▶ **Work instruction**
Among these records, which lines include "written"? Copy them out.

▶ **Records for this exercise**
//! Macros for sink error handling.

/// Creates a [`crate::error::SinkError`] from an error kind and a static description.
///
/// Accepts an optional dynamic detail, either positionally (converted with `to_string`) or as
/// `detail = expr` to move an owned [`String`], and an optional `source: expr`.
#[macro_export]
macro_rules! sink_error {
    ($kind:expr, $desc:expr) => {
        $crate::error::SinkError::from(($kind, $desc))
    };
    ($kind:expr, $desc:expr, source: $source:expr) => {
        $crate::error::SinkError::from(($kind, $desc)).with_source($source)
    };
    ($kind:expr, $desc:expr, detail = $detail:expr) => {
        $crate::error::SinkError::from(($kind, $desc, $detail))
    };
    ($kind:expr, $desc:expr, detail = $detail:expr, source: $source:expr) => {
        $crate::error::SinkError::from(($kind, $desc, $detail)).with_source($source)
    };
    ($kind:expr, $desc:expr, $detail:expr) => {
        $crate::error::SinkError::from(($kind, $desc, $detail.to_string()))
    };
    ($kind:expr, $desc:expr, $detail:expr, source: $source:expr) => {
        $crate::error::SinkError::from(($kind, $desc, $detail.to_string())).with_source($source)
    };
}

/// Creates a [`crate::error::SinkError`] and returns it from the current function.
///
/// Supports the same arguments as [`sink_error!`].
#[macro_export]
macro_rules! bail {
    ($kind:expr, $desc:expr) => {
        return ::core::result::Result::Err($crate::sink_error!($kind, $desc))
    };
    ($kind:expr, $desc:expr, source: $source:expr) => {
        return ::core::result::Result::Err($crate::sink_error!($kind, $desc, source: $source))
    };
    ($kind:expr, $desc:expr, detail = $detail:expr) => {
        return ::core::result::Result::Err($crate::sink_error!($kind, $desc, detail = $detail))
    };
    ($kind:expr, $desc:expr, detail = $detail:expr, source: $source:expr) => {
        return ::core::result::Result::Err($crate::sink_error!(
            $kind,
            $desc,
            detail = $detail,
            source: $source
        ))
    };
    ($kind:expr, $desc:expr, $detail:expr) => {
        return ::core::result::Result::Err($crate::sink_error!($kind, $desc, $detail))
    };
    ($kind:expr, $desc:expr, $detail:expr, source: $source:expr) => {
        return ::core::result::Result::Err($crate::sink_error!(
            $kind,
            $desc,
            $detail,
            source: $source
        ))
    };
}
use docsink_config::load_config;
use docsink_config::shared::ReplicatorConfig;

use crate::error::{ReplicatorError, ReplicatorResult};

/// Loads and validates the replicator configuration.
pub fn load_replicator_config() -> ReplicatorResult<ReplicatorConfig> {
    let config = load_config::<ReplicatorConfig>().map_err(ReplicatorError::config)?;
    config.validate().map_err(ReplicatorError::config)?;

    Ok(config)
}
//! Configuration for the document sink.
//!
//! Provides the layered configuration loader shared by every binary in the workspace and the
//! shared configuration types describing the sink target.

// The `config` crate is imported under a different name to avoid clashing with this crate's
// [`Config`] trait.
extern crate rust_cli_config as config;

mod environment;
mod load;
pub mod shared;

pub use environment::*;
pub use load::*;
use docsink::report::{ErrorReporter, Severity};
use docsink::types::ChangeEvent;
use serde_json::Value;
use tokio::io::{AsyncBufRead, AsyncBufReadExt};
use tokio::sync::mpsc;
use tracing::{debug, info};

/// Counters of a source run.
#[derive(Debug, Clone, Copy, Default, PartialEq, Eq)]
pub struct SourceStats {
    pub forwarded: u64,
    pub rejected: u64,
}

/// Forwards newline-delimited JSON change events from `reader` to the sink.
///
/// Each non-blank line must be an object like `{"op": "insert", "data": {...}}`. Lines that
/// are not UTF-8 or do not parse are reported with [`Severity::Warning`] and skipped.
/// Forwarding stops at the end of input or when the sink stops receiving.
pub async fn forward_events<R>(
    mut reader: R,
    events_tx: mpsc::Sender<ChangeEvent>,
    reporter: ErrorReporter,
) -> std::io::Result<SourceStats>
where
    R: AsyncBufRead + Unpin,
{
    let mut buf = Vec::new();
    let mut stats = SourceStats::default();

    loop {
        buf.clear();
        if reader.read_until(b'\n', &mut buf).await? == 0 {
            break;
        }

        let line = match std::str::from_utf8(&buf) {
            Ok(line) => line.trim(),
            Err(err) => {
                reporter.report(
                    Severity::Warning,
                    format!("invalid change event: {err}"),
                    Some(Value::String(String::from_utf8_lossy(&buf).trim().to_owned())),
                );
                stats.rejected += 1;
                continue;
            }
        };
        if line.is_empty() {
            continue;
        }

        let event = match serde_json::from_str::<ChangeEvent>(line) {
            Ok(event) => event,
            Err(err) => {
                reporter.report(
                    Severity::Warning,
                    format!("invalid change event: {err}"),
                    Some(Value::String(line.to_owned())),
                );
                stats.rejected += 1;
                continue;
            }
        };

        if events_tx.send(event).await.is_err() {
            debug!("sink stopped receiving, stopping event source");
            break;
        }
        stats.forwarded += 1;
    }

    info!(
        forwarded = stats.forwarded,
        rejected = stats.rejected,
        "event source completed"
    );

    Ok(stats)
}

#[cfg(test)]
mod tests {
    use docsink::report::create_error_channel;
    use docsink::types::Operation;
    use serde_json::json;

    use super::*;

    #[tokio::test]
    async fn valid_lines_are_forwarded_in_order() {
        let input = concat!(
            r#"{"op": "insert", "data": {"id": "1"}}"#,
            "\n\n",
            r#"{"op": "delete", "data": {"id": "1"}}"#,
            "\n",
        );
        let (events_tx, mut events_rx) = mpsc::channel(4);
        let (errors_tx, _errors_rx) = create_error_channel();

        let stats = forward_events(
            input.as_bytes(),
            events_tx,
            ErrorReporter::new("docsink", errors_tx),
        )
        .await
        .unwrap();

        assert_eq!(stats.forwarded, 2);
        assert_eq!(events_rx.recv().await.unwrap().op, Operation::Insert);
        assert_eq!(
            events_rx.recv().await.unwrap(),
            ChangeEvent::delete(json!({"id": "1"}))
        );
        assert!(events_rx.recv().await.is_none());
    }

    #[tokio::test]
    async fn invalid_lines_are_reported_and_skipped() {
        let input = "not json\n{\"op\": \"upsert\", \"data\": {}}\n{\"op\": \"update\", \"data\": 3}\n";
        let (events_tx, mut events_rx) = mpsc::channel(4);
        let (errors_tx, mut errors_rx) = create_error_channel();

        let stats = forward_events(
            input.as_bytes(),
            events_tx,
            ErrorReporter::new("docsink", errors_tx),
        )
        .await
        .unwrap();

        assert_eq!(stats, SourceStats { forwarded: 1, rejected: 2 });
        assert_eq!(
            events_rx.recv().await.unwrap(),
            ChangeEvent::update(json!(3))
        );

        let first = errors_rx.try_recv().unwrap();
        assert_eq!(first.severity, Severity::Warning);
        assert_eq!(first.record, Some(json!("not json")));
        assert!(errors_rx.try_recv().is_ok());
    }

    #[tokio::test]
    async fn non_utf8_lines_are_reported_and_skipped() {
        let mut input = Vec::new();
        input.extend_from_slice(b"{\"op\": \"insert\", \"data\": {\"id\": 1}}\n");
        input.extend_from_slice(b"\xff\xfe garbage\n");
        input.extend_from_slice(b"{\"op\": \"insert\", \"data\": {\"id\": 2}}");
        let (events_tx, mut events_rx) = mpsc::channel(4);
        let (errors_tx, mut errors_rx) = create_error_channel();

        let stats = forward_events(
            input.as_slice(),
            events_tx,
            ErrorReporter::new("docsink", errors_tx),
        )
        .await
        .unwrap();

        assert_eq!(stats, SourceStats { forwarded: 2, rejected: 1 });
        assert_eq!(
            events_rx.recv().await.unwrap(),
            ChangeEvent::insert(json!({"id": 1}))
        );
        assert_eq!(
            events_rx.recv().await.unwrap(),
            ChangeEvent::insert(json!({"id": 2}))
        );

        let record = errors_rx.try_recv().unwrap();
        assert_eq!(record.severity, Severity::Warning);
        assert!(record.message.starts_with("invalid change event: "));
    }

    #[tokio::test]
    async fn forwarding_stops_when_sink_is_gone() {
        let input = "{\"op\": \"insert\", \"data\": {}}\n{\"op\": \"insert\", \"data\": {}}\n";
        let (events_tx, events_rx) = mpsc::channel(4);
        drop(events_rx);
        let (errors_tx, _errors_rx) = create_error_channel();

        let stats = forward_events(
            input.as_bytes(),
            events_tx,
            ErrorReporter::new("docsink", errors_tx),
        )
        .await
        .unwrap();

        assert_eq!(stats.forwarded, 0);
    }
}
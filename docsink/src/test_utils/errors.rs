use std::time::Duration;

use crate::report::{AdaptorError, ErrorRx};

/// Returns the records currently buffered in the error channel without waiting.
pub fn drain_errors(errors_rx: &mut ErrorRx) -> Vec<AdaptorError> {
    let mut errors = Vec::new();
    while let Ok(error) = errors_rx.try_recv() {
        errors.push(error);
    }

    errors
}

/// Waits for the next record of the error channel.
///
/// # Panics
///
/// Panics if no record arrives within `timeout` or the channel is closed.
pub async fn next_error(errors_rx: &mut ErrorRx, timeout: Duration) -> AdaptorError {
    match tokio::time::timeout(timeout, errors_rx.recv()).await {
        Ok(Some(error)) => error,
        Ok(None) => panic!("error channel closed before a record was emitted"),
        Err(_) => panic!("no error record emitted within {timeout:?}"),
    }
}
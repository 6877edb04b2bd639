use std::{
    borrow::Cow,
    fmt, io,
    path::{Path, PathBuf},
};

use config::builder::{ConfigBuilder, DefaultState};
use serde::de::DeserializeOwned;
use thiserror::Error;

use crate::environment::Environment;

/// Default configuration directory, relative to the working directory.
const CONFIGURATION_DIR: &str = "configuration";

/// Environment variable that overrides [`CONFIGURATION_DIR`].
const CONFIGURATION_DIR_ENV_NAME: &str = "APP_CONFIGURATION_DIR";

const CONFIG_FILE_EXTENSIONS: &[&str] = &["yaml", "yml", "json"];

/// Prefix for environment variable overrides, e.g. `APP_SINK__NAMESPACE`.
const ENV_PREFIX: &str = "APP";

const ENV_PREFIX_SEPARATOR: &str = "_";

/// Separator for nested keys in environment variable overrides.
const ENV_SEPARATOR: &str = "__";

const LIST_SEPARATOR: &str = ",";

/// Trait implemented by top-level configuration structures.
pub trait Config {
    /// Keys whose values should be parsed as lists when read from environment variables.
    const LIST_PARSE_KEYS: &'static [&'static str];
}

#[derive(Debug, Clone, Copy)]
enum ConfigFileKind {
    Base,
    Environment(Environment),
}

impl ConfigFileKind {
    fn stem(&self) -> Cow<'static, str> {
        match self {
            ConfigFileKind::Base => Cow::Borrowed("base"),
            ConfigFileKind::Environment(env) => Cow::Borrowed(env.as_str()),
        }
    }
}

impl fmt::Display for ConfigFileKind {
    fn fmt(&self, f: &mut fmt::Formatter<'_>) -> fmt::Result {
        match self {
            ConfigFileKind::Base => f.write_str("base configuration"),
            ConfigFileKind::Environment(env) => write!(f, "{env} environment configuration"),
        }
    }
}

/// Errors that can occur while loading configuration files and overrides.
#[derive(Debug, Error)]
pub enum LoadConfigError {
    #[error("failed to determine the current directory: {0}")]
    CurrentDir(#[source] io::Error),

    #[error("configuration directory `{0}` does not exist")]
    MissingConfigurationDirectory(PathBuf),

    #[error("could not locate {kind_description} in `{directory}`; attempted: {attempted}")]
    ConfigurationFileMissing {
        kind_description: String,
        directory: PathBuf,
        attempted: String,
    },

    #[error("failed to load {kind_description} from `{path}`: {source}")]
    ConfigurationFileLoad {
        kind_description: String,
        path: PathBuf,
        source: config::ConfigError,
    },

    #[error("failed to deserialize configuration: {0}")]
    Deserialization(#[source] config::ConfigError),

    #[error("failed to determine runtime environment: {0}")]
    Environment(#[from] io::Error),

    #[error("failed to build configuration: {0}")]
    Builder(#[source] config::ConfigError),
}

/// Loads the layered configuration of the running service.
///
/// Reads `base.(yaml|yml|json)` and `{environment}.(yaml|yml|json)` from the configuration
/// directory (`./configuration`, or the directory named by `APP_CONFIGURATION_DIR`) and then
/// applies `APP_`-prefixed environment variable overrides. Nested keys use double underscores
/// (`APP_SINK__DEBUG=true`).
pub fn load_config<T>() -> Result<T, LoadConfigError>
where
    T: Config + DeserializeOwned,
{
    let configuration_directory = match std::env::var_os(CONFIGURATION_DIR_ENV_NAME) {
        Some(directory) => PathBuf::from(directory),
        None => std::env::current_dir()
            .map_err(LoadConfigError::CurrentDir)?
            .join(CONFIGURATION_DIR),
    };

    let environment = Environment::load()?;

    load_config_from(&configuration_directory, environment)
}

/// Loads the layered configuration from an explicit directory and environment.
pub fn load_config_from<T>(
    configuration_directory: &Path,
    environment: Environment,
) -> Result<T, LoadConfigError>
where
    T: Config + DeserializeOwned,
{
    if !configuration_directory.is_dir() {
        return Err(LoadConfigError::MissingConfigurationDirectory(
            configuration_directory.to_path_buf(),
        ));
    }

    let base_file = find_configuration_file(configuration_directory, ConfigFileKind::Base)?;
    let environment_file = find_configuration_file(
        configuration_directory,
        ConfigFileKind::Environment(environment),
    )?;

    let mut environment_source = config::Environment::with_prefix(ENV_PREFIX)
        .prefix_separator(ENV_PREFIX_SEPARATOR)
        .separator(ENV_SEPARATOR)
        .try_parsing(true);

    if !T::LIST_PARSE_KEYS.is_empty() {
        environment_source = environment_source.list_separator(LIST_SEPARATOR);
        for key in T::LIST_PARSE_KEYS {
            environment_source = environment_source.with_list_parse_key(key);
        }
    }

    let builder = config::Config::builder().add_source(config::File::from(base_file.clone()));
    validate_configuration_source(&builder, ConfigFileKind::Base, &base_file)?;

    let builder = builder.add_source(config::File::from(environment_file.clone()));
    validate_configuration_source(
        &builder,
        ConfigFileKind::Environment(environment),
        &environment_file,
    )?;

    builder
        .add_source(environment_source)
        .build()
        .map_err(LoadConfigError::Builder)?
        .try_deserialize::<T>()
        .map_err(LoadConfigError::Deserialization)
}

fn find_configuration_file(
    directory: &Path,
    kind: ConfigFileKind,
) -> Result<PathBuf, LoadConfigError> {
    let stem = kind.stem();

    let attempted_paths = CONFIG_FILE_EXTENSIONS
        .iter()
        .map(|extension| directory.join(format!("{stem}.{extension}")))
        .collect::<Vec<_>>();

    if let Some(path) = attempted_paths.iter().find(|path| path.is_file()) {
        return Ok(path.clone());
    }

    let attempted = attempted_paths
        .iter()
        .map(|path| format!("`{}`", path.display()))
        .collect::<Vec<_>>()
        .join(", ");

    Err(LoadConfigError::ConfigurationFileMissing {
        kind_description: kind.to_string(),
        directory: directory.to_path_buf(),
        attempted,
    })
}

/// Builds the configuration accumulated so far to pinpoint which file fails to parse.
fn validate_configuration_source(
    builder: &ConfigBuilder<DefaultState>,
    kind: ConfigFileKind,
    path: &Path,
) -> Result<(), LoadConfigError> {
    builder
        .clone()
        .build()
        .map(|_| ())
        .map_err(|source| LoadConfigError::ConfigurationFileLoad {
            kind_description: kind.to_string(),
            path: path.to_path_buf(),
            source,
        })
}

#[cfg(test)]
mod tests {
    use std::fs;

    use serde::Deserialize;

    use super::*;

    #[derive(Debug, Deserialize)]
    struct TestConfig {
        name: String,
        retries: u32,
    }

    impl Config for TestConfig {
        const LIST_PARSE_KEYS: &'static [&'static str] = &[];
    }

    fn scratch_dir(test_name: &str) -> PathBuf {
        let directory = std::env::temp_dir().join(format!(
            "docsink-config-{test_name}-{}",
            std::process::id()
        ));
        let _ = fs::remove_dir_all(&directory);
        fs::create_dir_all(&directory).unwrap();
        directory
    }

    #[test]
    fn environment_file_overrides_base_file() {
        let directory = scratch_dir("override");
        fs::write(directory.join("base.yaml"), "name: base\nretries: 1\n").unwrap();
        fs::write(directory.join("prod.json"), r#"{"retries": 5}"#).unwrap();

        let config: TestConfig = load_config_from(&directory, Environment::Prod).unwrap();

        assert_eq!(config.name, "base");
        assert_eq!(config.retries, 5);
    }

    #[test]
    fn missing_environment_file_lists_attempted_paths() {
        let directory = scratch_dir("missing");
        fs::write(directory.join("base.yaml"), "name: base\nretries: 1\n").unwrap();

        let err = load_config_from::<TestConfig>(&directory, Environment::Dev).unwrap_err();

        let LoadConfigError::ConfigurationFileMissing { attempted, .. } = err else {
            panic!("unexpected error: {err}");
        };
        assert!(attempted.contains("dev.yaml"));
        assert!(attempted.contains("dev.json"));
    }

    #[test]
    fn missing_directory_is_reported() {
        let directory = std::env::temp_dir().join("docsink-config-does-not-exist");

        let err = load_config_from::<TestConfig>(&directory, Environment::Dev).unwrap_err();

        assert!(matches!(
            err,
            LoadConfigError::MissingConfigurationDirectory(_)
        ));
    }
}
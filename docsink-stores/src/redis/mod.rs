//! Redis backend of the document sink.
//!
//! Documents are stored as JSON strings, one key per document (see [`RedisKey`]). Redis has no
//! notion of collections, so the existence of a collection is tracked with a marker key and
//! writes to a collection without marker fail with [`StoreErrorCode::TableMissing`].
//!
//! Database and collection names must not contain the key separator `::::`, otherwise keys of
//! different collections could collide. Dropping a collection scans its keys, which does not
//! work with Redis cluster.

mod client;
mod key;

use std::fmt;

use docsink::store::{
    ConflictPolicy, ConnectOptions, DocumentStore, StoreConnector, StoreError, StoreErrorCode,
    WriteAck,
};
use docsink::types::{Document, ID_FIELD, PrimaryKey};
use fred::prelude::{ClientLike, KeysInterface, Pool};
use fred::types::{Key, SetOptions};
use secrecy::{ExposeSecret, SecretString};
use serde_json::Value;
use tracing::{debug, info};
use uuid::Uuid;

use crate::redis::client::{Credentials, connect_pool, map_result};

pub use crate::redis::key::{KEY_SEPARATOR, RedisKey};

/// Number of keys requested per `SCAN` page when dropping a collection.
const SCAN_PAGE_SIZE: u32 = 100;

/// Value of collection marker keys.
const COLLECTION_MARKER_VALUE: &str = "collection";

/// Connector creating [`RedisStore`] clients.
#[derive(Debug, Clone, Default)]
pub struct RedisConnector {
    username: Option<String>,
    password: Option<SecretString>,
}

impl RedisConnector {
    pub fn new(username: Option<String>, password: Option<SecretString>) -> Self {
        Self { username, password }
    }
}

impl StoreConnector for RedisConnector {
    type Client = RedisStore;

    async fn connect(&self, options: &ConnectOptions) -> Result<Self::Client, StoreError> {
        let credentials = Credentials {
            username: self.username.clone(),
            password: self
                .password
                .as_ref()
                .map(|password| password.expose_secret().to_owned()),
        };

        let pool = connect_pool(options, credentials).await?;

        info!(
            address = %options.address,
            pool_size = options.max_idle_connections,
            "connected to redis"
        );

        Ok(RedisStore {
            pool,
            database: String::new(),
        })
    }
}

/// Redis client implementing [`DocumentStore`].
#[derive(Clone)]
pub struct RedisStore {
    pool: Pool,
    database: String,
}

impl fmt::Debug for RedisStore {
    fn fmt(&self, f: &mut fmt::Formatter<'_>) -> fmt::Result {
        f.debug_struct("RedisStore")
            .field("database", &self.database)
            .finish_non_exhaustive()
    }
}

impl RedisStore {
    async fn collection_exists(&self, database: &str, collection: &str) -> Result<bool, StoreError> {
        check_names(database, collection)?;

        let marker = RedisKey::collection_marker(database, collection);
        let count: i64 = map_result(self.pool.exists(marker).await)?;

        Ok(count > 0)
    }

    async fn ensure_collection(&self, collection: &str) -> Result<(), StoreError> {
        if self.collection_exists(&self.database, collection).await? {
            return Ok(());
        }

        Err(table_missing(&self.database, collection))
    }
}

impl DocumentStore for RedisStore {
    fn name() -> &'static str {
        "redis"
    }

    fn use_database(&mut self, database: &str) {
        self.database = database.to_owned();
    }

    async fn table_drop(&self, database: &str, collection: &str) -> Result<WriteAck, StoreError> {
        if !self.collection_exists(database, collection).await? {
            return Err(table_missing(database, collection));
        }

        let pattern = RedisKey::collection_pattern(database, collection);
        let mut cursor = "0".to_string();
        let mut deleted = 0u64;

        loop {
            let (next_cursor, keys): (String, Vec<Key>) = map_result(
                self.pool
                    .scan_page(cursor, pattern.clone(), Some(SCAN_PAGE_SIZE), None)
                    .await,
            )?;

            if !keys.is_empty() {
                let unlinked: i64 = map_result(self.pool.unlink(keys).await)?;
                deleted += unlinked as u64;
            }

            cursor = next_cursor;
            if cursor == "0" {
                break;
            }
        }

        map_result(
            self.pool
                .del::<i64, _>(RedisKey::collection_marker(database, collection))
                .await,
        )?;

        debug!(database, collection, deleted, "dropped redis collection");

        Ok(WriteAck {
            deleted,
            ..Default::default()
        })
    }

    async fn table_create(&self, database: &str, collection: &str) -> Result<WriteAck, StoreError> {
        check_names(database, collection)?;

        let created: Option<String> = map_result(
            self.pool
                .set(
                    RedisKey::collection_marker(database, collection),
                    COLLECTION_MARKER_VALUE,
                    None,
                    Some(SetOptions::NX),
                    false,
                )
                .await,
        )?;

        if created.is_none() {
            return Err(StoreError::new(
                StoreErrorCode::TableAlreadyExists,
                format!("Table `{database}.{collection}` already exists."),
            ));
        }

        Ok(WriteAck::default())
    }

    async fn insert(
        &self,
        collection: &str,
        document: &Document,
        conflict: ConflictPolicy,
    ) -> Result<WriteAck, StoreError> {
        self.ensure_collection(collection).await?;

        let mut document = document.clone();
        let mut generated_keys = Vec::new();

        let id = match document.get(ID_FIELD) {
            None => {
                let generated = Uuid::new_v4().to_string();
                document.insert(ID_FIELD.to_owned(), Value::String(generated.clone()));
                let id = PrimaryKey::from_string(&generated);
                generated_keys.push(generated);
                id
            }
            Some(value) => match PrimaryKey::from_value(value) {
                Some(id) => id,
                None => {
                    return Ok(WriteAck::rejected(StoreError::new(
                        StoreErrorCode::InvalidPrimaryKey,
                        format!("Primary keys must be either a number or a string: {value}"),
                    )));
                }
            },
        };

        let key = RedisKey::document(&self.database, collection, id.as_str());
        // Older Redis versions have no JSON support, documents are stored as strings.
        let serialized = Value::Object(document).to_string();

        let ack = match conflict {
            ConflictPolicy::Error => {
                let written: Option<String> = map_result(
                    self.pool
                        .set(key.clone(), serialized, None, Some(SetOptions::NX), false)
                        .await,
                )?;

                match written {
                    Some(_) => WriteAck {
                        inserted: 1,
                        ..Default::default()
                    },
                    None => WriteAck::rejected(StoreError::new(
                        StoreErrorCode::DuplicatePrimaryKey,
                        format!("Duplicate primary key `{ID_FIELD}`: {}", key.as_str()),
                    )),
                }
            }
            ConflictPolicy::Replace => {
                let previous: Option<String> = map_result(
                    self.pool
                        .set(key, serialized.clone(), None, None, true)
                        .await,
                )?;

                match previous {
                    None => WriteAck {
                        inserted: 1,
                        ..Default::default()
                    },
                    Some(previous) if previous == serialized => WriteAck {
                        unchanged: 1,
                        ..Default::default()
                    },
                    Some(_) => WriteAck {
                        replaced: 1,
                        ..Default::default()
                    },
                }
            }
        };

        Ok(WriteAck {
            generated_keys,
            ..ack
        })
    }

    async fn delete(&self, collection: &str, id: &PrimaryKey) -> Result<WriteAck, StoreError> {
        self.ensure_collection(collection).await?;

        let key = RedisKey::document(&self.database, collection, id.as_str());
        let deleted: i64 = map_result(self.pool.del(key).await)?;

        let ack = if deleted > 0 {
            WriteAck {
                deleted: 1,
                ..Default::default()
            }
        } else {
            WriteAck {
                skipped: 1,
                ..Default::default()
            }
        };

        Ok(ack)
    }

    async fn close(&self) -> Result<(), StoreError> {
        map_result(self.pool.quit().await)
    }
}

/// Rejects names that would make keys of different collections collide.
fn check_names(database: &str, collection: &str) -> Result<(), StoreError> {
    if database.contains(KEY_SEPARATOR) || collection.contains(KEY_SEPARATOR) {
        return Err(StoreError::message(format!(
            "Names must not contain `{KEY_SEPARATOR}`, got `{database}.{collection}`"
        )));
    }

    Ok(())
}

fn table_missing(database: &str, collection: &str) -> StoreError {
    StoreError::new(
        StoreErrorCode::TableMissing,
        format!("Table `{database}.{collection}` does not exist."),
    )
}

▶ **Your response**
                let written: Option<String> = map_result(
                match written {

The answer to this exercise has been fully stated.